R.I.P. W. Deen Mohammed

Hat Tip: New York Times
Imam W. Deen Mohammed, a son of the Nation of Islam leader Elijah Muhammad, who renounced the black nationalism of his father’s movement to lead a more traditional and racially tolerant form of Islam for black Muslims, died on Tuesday in Chicago. He was 74.
The death was confirmed on the blog of Dawud Walid, executive director of the Council on American-Islamic Relations in Michigan, where Imam Mohammed had recently led a convention. The Associated Press reported that no cause had been determined.
Imam Mohammed emerged from the cauldron of religious politics and internal rivalry that characterized the Black Muslims, as the Nation of Islam members were called, in the 1960s and 1970s.
Following Malcolm X, who was drifting away from black separatism toward traditional Islam when he was assassinated in 1965, Imam Mohammed increasingly favored a nonracial approach to religion, without categorizing white people as devils, as Elijah Muhammad did. His father excommunicated him several times for this dissidence.

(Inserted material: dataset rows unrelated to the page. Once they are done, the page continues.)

//! Query plan construction.
//!
//! For each indexer, the planner reads its advertised capabilities and
//! derives one or more queries: a single id-based query when the indexer
//! understands IMDb ids, or one text query per title and granularity
//! otherwise. Every plan carries the sync key it contributes to, so the
//! background sync pipeline can track each granularity independently.

use std::sync::Arc;

use crate::metadata::TitleProvider;
use crate::stream_id::NormalizedStreamId;
use crate::torznab::{Caps, Function, Query, SearchParam};

use super::types::{PlannedQuery, QueryMeta, SearchError};

/// Build the title/year/season/episode metadata driving query planning.
///
/// Non-anime ids resolve through the IMDb title record; anime ids resolve
/// through the AniDB↔TVDB episode map and the AniDB title list. An anime
/// entry without an episode or without a mapping yields an empty title
/// list, which in turn yields no text plans.
pub(crate) async fn build_query_meta(
    nsid: &NormalizedStreamId,
    titles: &Arc<dyn TitleProvider>,
) -> Result<QueryMeta, SearchError> {
    let mut meta = QueryMeta::default();

    if nsid.is_anime {
        let Some(anidb_episode) = nsid.episode.as_deref().and_then(|e| e.parse::<u32>().ok())
        else {
            return Ok(meta);
        };

        let episode_map = titles.tvdb_episode_map(&nsid.id).await?;
        let Some(segment) = episode_map.by_anidb_episode(anidb_episode) else {
            return Ok(meta);
        };
        meta.season = Some(segment.tvdb_season);
        meta.episode = Some(segment.tmdb_episode(anidb_episode));

        let anidb_titles = titles.anidb_titles(&nsid.id).await?;
        for title in anidb_titles {
            if meta.titles.contains(&title.value) {
                continue;
            }
            if meta.year.is_none() {
                if let Some(year) = title.year.as_deref().and_then(|y| y.parse().ok()) {
                    meta.year = Some(year);
                }
            }
            meta.titles.push(title.value);
        }
        return Ok(meta);
    }

    let record = titles
        .imdb_title(&nsid.id)
        .await?
        .ok_or_else(|| SearchError::TitleNotFound(nsid.id.clone()))?;

    meta.titles.push(record.title.clone());
    if let Some(orig) = record.orig_title {
        if orig != record.title {
            meta.titles.push(orig);
        }
    }
    meta.year = record.year;
    if nsid.is_series() {
        meta.season = nsid.season.as_deref().and_then(|s| s.parse().ok());
        meta.episode = nsid.episode.as_deref().and_then(|e| e.parse().ok());
    }
    Ok(meta)
}

/// Derive the query plans one indexer contributes, given its capabilities.
pub(crate) fn build_plans(
    caps: &Caps,
    nsid: &NormalizedStreamId,
    meta: &QueryMeta,
) -> Vec<PlannedQuery> {
    let function = if nsid.is_series() && caps.supports_function(Function::SearchTv) {
        Function::SearchTv
    } else if caps.supports_function(Function::SearchMovie) {
        Function::SearchMovie
    } else {
        Function::Search
    };

    let clean = nsid.to_clean();
    let mut plans = Vec::new();

    if !nsid.is_anime && caps.supports_param(SearchParam::ImdbId) {
        let mut query = Query::new(function);
        query.set_limit(-1);
        query.set(SearchParam::ImdbId, nsid.id.clone());

        let mut is_exact = !nsid.is_series();
        let mut sync_sid = clean.clone();
        if nsid.is_series() {
            if let Some(season) = nsid.season.clone().filter(|_| {
                caps.supports_param(SearchParam::Season)
            }) {
                query.set(SearchParam::Season, season.clone());
                sync_sid = format!("{}:{}", clean, season);
                if let Some(episode) = nsid.episode.clone().filter(|_| {
                    caps.supports_param(SearchParam::Episode)
                }) {
                    query.set(SearchParam::Episode, episode.clone());
                    is_exact = true;
                    sync_sid = format!("{}:{}:{}", clean, season, episode);
                }
            }
        }

        plans.push(PlannedQuery {
            query,
            is_exact,
            sync_sid,
        });
        return plans;
    }

    // Text search. Id-based params are unavailable, so fan out one query
    // per title and granularity.
    let mut base = Query::new(Function::Search);
    base.set_limit(-1);
    let supports_year = caps.supports_param(SearchParam::Year);
    if supports_year {
        if let Some(year) = meta.year {
            base.set(SearchParam::Year, year.to_string());
        }
    }

    for title in &meta.titles {
        let mut text = title.clone();
        if nsid.is_series() {
            plans.push(PlannedQuery {
                query: base.cloned_with(SearchParam::Query, text.clone()),
                is_exact: false,
                sync_sid: clean.clone(),
            });
            if let Some(season) = meta.season.filter(|s| *s > 0) {
                text.push_str(&format!(" S{:02}", season));
                plans.push(PlannedQuery {
                    query: base.cloned_with(SearchParam::Query, text.clone()),
                    is_exact: false,
                    sync_sid: format!("{}:{}", clean, season),
                });
                if let Some(episode) = meta.episode.filter(|e| *e > 0) {
                    text.push_str(&format!("E{:02}", episode));
                    plans.push(PlannedQuery {
                        query: base.cloned_with(SearchParam::Query, text.clone()),
                        is_exact: false,
                        sync_sid: format!("{}:{}:{}", clean, season, episode),
                    });
                }
            }
        } else {
            if let Some(year) = meta.year {
                if !supports_year {
                    text.push_str(&format!(" {}", year));
                }
            }
            plans.push(PlannedQuery {
                query: base.cloned_with(SearchParam::Query, text),
                is_exact: false,
                sync_sid: clean.clone(),
            });
        }
    }

    plans
}

#[cfg(test)]
mod tests {
    use super::*;

    fn series_nsid() -> NormalizedStreamId {
        NormalizedStreamId {
            is_anime: false,
            id: "tt0903747".to_string(),
            season: Some("1".to_string()),
            episode: Some("1".to_string()),
        }
    }

    fn series_meta() -> QueryMeta {
        QueryMeta {
            titles: vec!["Breaking Bad".to_string()],
            year: Some(2008),
            season: Some(1),
            episode: Some(1),
        }
    }

    fn caps(functions: &[Function], params: &[SearchParam]) -> Caps {
        Caps {
            functions: functions.iter().copied().collect(),
            params: params.iter().copied().collect(),
        }
    }

    #[test]
    fn test_imdb_capable_series_yields_one_exact_plan() {
        let caps = caps(
            &[Function::Search, Function::SearchTv],
            &[
                SearchParam::Query,
                SearchParam::ImdbId,
                SearchParam::Season,
                SearchParam::Episode,
            ],
        );
        let plans = build_plans(&caps, &series_nsid(), &series_meta());

        assert_eq!(plans.len(), 1);
        let plan = &plans[0];
        assert!(plan.is_exact);
        assert_eq!(plan.sync_sid, "tt0903747:1:1");
        assert_eq!(plan.query.function(), Function::SearchTv);
        assert_eq!(plan.query.get(SearchParam::ImdbId), Some("tt0903747"));
        assert_eq!(plan.query.get(SearchParam::Season), Some("1"));
        assert_eq!(plan.query.get(SearchParam::Episode), Some("1"));
    }

    #[test]
    fn test_imdb_without_episode_param_is_not_exact() {
        let caps = caps(
            &[Function::Search, Function::SearchTv],
            &[SearchParam::Query, SearchParam::ImdbId, SearchParam::Season],
        );
        let plans = build_plans(&caps, &series_nsid(), &series_meta());

        assert_eq!(plans.len(), 1);
        assert!(!plans[0].is_exact);
        assert_eq!(plans[0].sync_sid, "tt0903747:1");
    }

    #[test]
    fn test_imdb_movie_is_exact() {
        let nsid = NormalizedStreamId {
            id: "tt1375666".to_string(),
            ..NormalizedStreamId::default()
        };
        let meta = QueryMeta {
            titles: vec!["Inception".to_string()],
            year: Some(2010),
            ..QueryMeta::default()
        };
        let caps = caps(
            &[Function::Search, Function::SearchMovie],
            &[SearchParam::Query, SearchParam::ImdbId],
        );
        let plans = build_plans(&caps, &nsid, &meta);

        assert_eq!(plans.len(), 1);
        assert!(plans[0].is_exact);
        assert_eq!(plans[0].query.function(), Function::SearchMovie);
        assert_eq!(plans[0].sync_sid, "tt1375666");
    }

    #[test]
    fn test_text_series_emits_one_plan_per_granularity() {
        let caps = caps(&[Function::Search], &[SearchParam::Query]);
        let plans = build_plans(&caps, &series_nsid(), &series_meta());

        let queries: Vec<_> = plans
            .iter()
            .map(|p| p.query.get(SearchParam::Query).unwrap().to_string())
            .collect();
        assert_eq!(
            queries,
            vec!["Breaking Bad", "Breaking Bad S01", "Breaking Bad S01E01"]
        );
        let sids: Vec<_> = plans.iter().map(|p| p.sync_sid.clone()).collect();
        assert_eq!(sids, vec!["tt0903747", "tt0903747:1", "tt0903747:1:1"]);
        assert!(plans.iter().all(|p| !p.is_exact));
        assert!(plans.iter().all(|p| p.query.function() == Function::Search));
    }

    #[test]
    fn test_text_series_with_multiple_titles() {
        let caps = caps(&[Function::Search], &[SearchParam::Query]);
        let meta = QueryMeta {
            titles: vec!["Breaking Bad".to_string(), "Metastasis".to_string()],
            season: Some(1),
            episode: Some(1),
            ..QueryMeta::default()
        };
        let plans = build_plans(&caps, &series_nsid(), &meta);
        // Three granularities per title.
        assert_eq!(plans.len(), 6);
    }

    #[test]
    fn test_text_movie_appends_year_when_param_unsupported() {
        let nsid = NormalizedStreamId {
            id: "tt1375666".to_string(),
            ..NormalizedStreamId::default()
        };
        let meta = QueryMeta {
            titles: vec!["Inception".to_string()],
            year: Some(2010),
            ..QueryMeta::default()
        };

        let caps_no_year = caps(&[Function::Search], &[SearchParam::Query]);
        let plans = build_plans(&caps_no_year, &nsid, &meta);
        assert_eq!(plans.len(), 1);
        assert_eq!(
            plans[0].query.get(SearchParam::Query),
            Some("Inception 2010")
        );

        let caps_year = caps(&[Function::Search], &[SearchParam::Query, SearchParam::Year]);
        let plans = build_plans(&caps_year, &nsid, &meta);
        assert_eq!(plans[0].query.get(SearchParam::Query), Some("Inception"));
        assert_eq!(plans[0].query.get(SearchParam::Year), Some("2010"));
    }

    #[test]
    fn test_anime_never_uses_imdb_param() {
        let nsid = NormalizedStreamId {
            is_anime: true,
            id: "9969".to_string(),
            season: Some("2".to_string()),
            episode: Some("25".to_string()),
        };
        let meta = QueryMeta {
            titles: vec!["Some Anime Show".to_string()],
            season: Some(2),
            episode: Some(12),
            ..QueryMeta::default()
        };
        let caps = caps(
            &[Function::Search, Function::SearchTv],
            &[SearchParam::Query, SearchParam::ImdbId],
        );
        let plans = build_plans(&caps, &nsid, &meta);

        assert_eq!(plans.len(), 3);
        assert!(plans
            .iter()
            .all(|p| p.query.get(SearchParam::ImdbId).is_none()));
        assert_eq!(
            plans[2].query.get(SearchParam::Query),
            Some("Some Anime Show S02E12")
        );
        assert_eq!(plans[2].sync_sid, "anidb:9969:2:12");
    }
}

The son was nonetheless unanimously elected supreme minister of the Nation of Islam after his father’s death in 1975. He pushed his followers toward a more orthodox faith, emphasizing study of the Koran and the five duties of a Moslem: faith, charity, prayer five times a day, fasting during Ramadan and pilgrimage to Mecca. A major change was rejecting the divinity of the founder of the Nation of Islam, Wallace D. Fard; a lesser one was relaxing the religion’s strict dress code.
September 10th, 2008 at 10:02 am
What a man of conviction! Each of us should reconsider following strictly after ‘our parent’s religion’, and instead pursue truth rather than follow after tradition!
Yasser Arafat once commented on how inextricably the 3 major faiths, Judaism, Christianity and Islam are tied together. He reportedly said this to Rev. Bob Schuler, when his wife became a Christian!